In normally growing cells, Pol IV was shown not to contribute to the error rate of chromosomal DNA replication (Kuban et al., 2004; Wolff et al., 2004), most likely due to limited access to the normal replication fork. Tashjian et al. (2017) have shown in vitro that DinB performs poor DNA synthesis with RNA primers and that it is additionally impeded upon interaction with RecA. They postulate that poor synthesis of DinB using RNA primers might represent a mechanism to prevent DNA synthesis by DinB when it is not needed.
Pol V
DNA polymerase V, the product of the umuDC operon (Reuven et al., 1999; Tang et al., 1999), is a member of the Y family of polymerases. It is an error‐prone DNA polymerase lacking proofreading activity. Previous studies have indicated that under SOS‐induced conditions most mutagenesis results from the action of this polymerase (Kato et al., 1982; Schlacher et al., 2005). DNA polymerase V is a heterotrimer, consisting of catalytic subunit UmuC and a dimer of UmuD', a product of RecA‐facilitated autodigestion of UmuD (Burckhardt et al., 1988; Nohmi et al., 1988; Shinagawa et al., 1988; Tang et al., 1999). It is estimated that there are approximately 180 molecules of UmuD and approximately 15 molecules of UmuC in an undamaged cell. During SOS induction, the levels of UmuD and UmuC increase to approximately 2,400 and 200 molecules per cell, respectively (Woodgate and Ennis, 1991). The active form of DNA polymerase V is UmuD′2C‐RecA‐ATP, termed the mutasome (Pol V Mut) (Schlacher et al., 2005; Jiang et al., 2009). The presence of β‐clamp/γ‐clamp loader complex was shown to stimulate Pol V Mut processivity in vitro (Karata et al., 2012).
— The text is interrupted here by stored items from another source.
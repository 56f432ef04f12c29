use super::{Handoff, HandoffMethod, HandoffReceipt};
use crate::error::{InboxError, Result};
use crate::model::Settings;
use crate::payload::Payload;
use std::io::Write;
use std::process::{Command, Stdio};

fn clipboard_error(reason: impl Into<String>) -> InboxError {
    InboxError::handoff(HandoffMethod::Clipboard, reason)
}

/// Clipboard tools to try, in order, on this platform.
#[cfg(target_os = "macos")]
const TOOLS: &[(&str, &[&str])] = &[("pbcopy", &[])];
#[cfg(target_os = "linux")]
const TOOLS: &[(&str, &[&str])] = &[
    ("wl-copy", &[]),
    ("xclip", &["-selection", "clipboard"]),
    ("xsel", &["--clipboard", "--input"]),
];
#[cfg(target_os = "windows")]
const TOOLS: &[(&str, &[&str])] = &[("clip", &[])];
#[cfg(not(any(target_os = "macos", target_os = "linux", target_os = "windows")))]
const TOOLS: &[(&str, &[&str])] = &[];

/// Copies `text` with the first clipboard tool that works.
pub fn copy_to_clipboard(text: &str) -> Result<()> {
    let mut last_error = None;
    for (program, args) in TOOLS {
        match pipe_to(program, args, text) {
            Ok(()) => return Ok(()),
            Err(e) => {
                tracing::debug!(program, error = %e, "clipboard tool failed");
                last_error = Some(e);
            }
        }
    }
    let names: Vec<&str> = TOOLS.iter().map(|(program, _)| *program).collect();
    Err(match last_error {
        Some(InboxError::Handoff { reason, .. }) if names.len() > 1 => {
            let tools = names.join(", ");
            clipboard_error(format!("{}. Install one of: {}", reason, tools))
        }
        Some(e) => e,
        None => clipboard_error("No clipboard tool for this platform"),
    })
}

/// Feeds `text` to `program` on stdin; fails unless it exits cleanly.
fn pipe_to(program: &str, args: &[&str], text: &str) -> Result<()> {
    let mut child = Command::new(program)
        .args(args)
        .stdin(Stdio::piped())
        .spawn()
        .map_err(|e| clipboard_error(format!("cannot run {}: {}", program, e)))?;

    let written = match child.stdin.take() {
        Some(mut stdin) => stdin.write_all(text.as_bytes()),
        None => Ok(()),
    };
    // stdin is closed here so the tool sees EOF before we wait on it
    let status = child
        .wait()
        .map_err(|e| clipboard_error(format!("{} did not finish: {}", program, e)))?;
    if let Err(e) = written {
        return Err(clipboard_error(format!("cannot write to {}: {}", program, e)));
    }
    if !status.success() {
        let reason = format!("{} exited with {}", program, status);
        return Err(clipboard_error(reason));
    }
    Ok(())
}

#[derive(Debug, Default, Clone, Copy)]
pub struct ClipboardHandoff;

impl Handoff for ClipboardHandoff {
    fn method(&self) -> HandoffMethod {
        HandoffMethod::Clipboard
    }

    fn deliver(&self, payload: &Payload, _settings: &Settings) -> Result<HandoffReceipt> {
        copy_to_clipboard(&payload.export_text)?;
        tracing::info!(bytes = payload.export_text.len(), "note copied to clipboard");
        Ok(HandoffReceipt::new(HandoffMethod::Clipboard))
    }
}
use super::backend::{StorageBackend, StoreKey};
use crate::error::{InboxError, Result};
use std::cell::{Cell, RefCell};
use std::collections::HashMap;
use std::path::PathBuf;

/// Backend kept entirely in memory, for tests.
///
/// Besides the current values it records a log of successful writes, so
/// draft-debounce tests can assert how many times (and with what text) the
/// draft actually reached storage. Mutation goes through `RefCell`; the app
/// never shares a store across threads.
#[derive(Default)]
pub struct MemBackend {
    values: RefCell<HashMap<StoreKey, String>>,
    log: RefCell<Vec<(StoreKey, String)>>,
    failing: Cell<bool>,
}

impl MemBackend {
    pub fn new() -> Self {
        Self::default()
    }

    /// Seeds `key` as if it had been written by an earlier session.
    /// Seeded values do not show up in [`writes`](Self::writes).
    pub fn with_value(self, key: StoreKey, value: &str) -> Self {
        self.values.borrow_mut().insert(key, value.to_owned());
        self
    }

    /// While set, every write and remove fails with a store error.
    pub fn set_simulate_write_error(&self, fail: bool) {
        self.failing.set(fail);
    }

    pub fn writes(&self) -> Vec<(StoreKey, String)> {
        self.log.borrow().clone()
    }

    pub fn writes_to(&self, key: StoreKey) -> Vec<String> {
        let log = self.log.borrow();
        log.iter()
            .filter_map(|(k, v)| (*k == key).then(|| v.clone()))
            .collect()
    }

    fn check_writable(&self, key: StoreKey) -> Result<()> {
        if self.failing.get() {
            return Err(InboxError::Store(format!(
                "simulated failure writing {}",
                key.file_name()
            )));
        }
        Ok(())
    }
}

impl StorageBackend for MemBackend {
    fn read(&self, key: StoreKey) -> Result<Option<String>> {
        Ok(self.values.borrow().get(&key).cloned())
    }

    fn write(&self, key: StoreKey, value: &str) -> Result<()> {
        self.check_writable(key)?;
        self.values.borrow_mut().insert(key, value.to_owned());
        self.log.borrow_mut().push((key, value.to_owned()));
        Ok(())
    }

    fn remove(&self, key: StoreKey) -> Result<()> {
        self.check_writable(key)?;
        self.values.borrow_mut().remove(&key);
        Ok(())
    }

    fn location(&self, key: StoreKey) -> PathBuf {
        PathBuf::from(format!("memory://{}", key.file_name()))
    }
}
Pol V catalyzes TLS through several types of lesions, including TT cis‐syn cyclobutane dimers (CPD), TT (6–4) photoproducts, abasic sites, and covalent adducts like N‐2‐acetylaminofluorene‐dG (Tang et al., 2000; Fujii et al., 2004). Pol V is a highly error‐prone DNA polymerase: it replicates undamaged templates with an error frequency of 10−3–10−4/bp, and has an error frequency of 10−2 for TT cyclobutane dimers (Tang et al., 2000). It can bypass AAF, CPDs and TT (6–4) photoproducts with processivity of approximately 15 nucleotides (Fujii and Fuchs, 2009). Furthermore, it was shown that wild‐type DNA Pol V efficiently incorporates ribonucleotides into DNA in vitro (Vaisman et al., 2012b).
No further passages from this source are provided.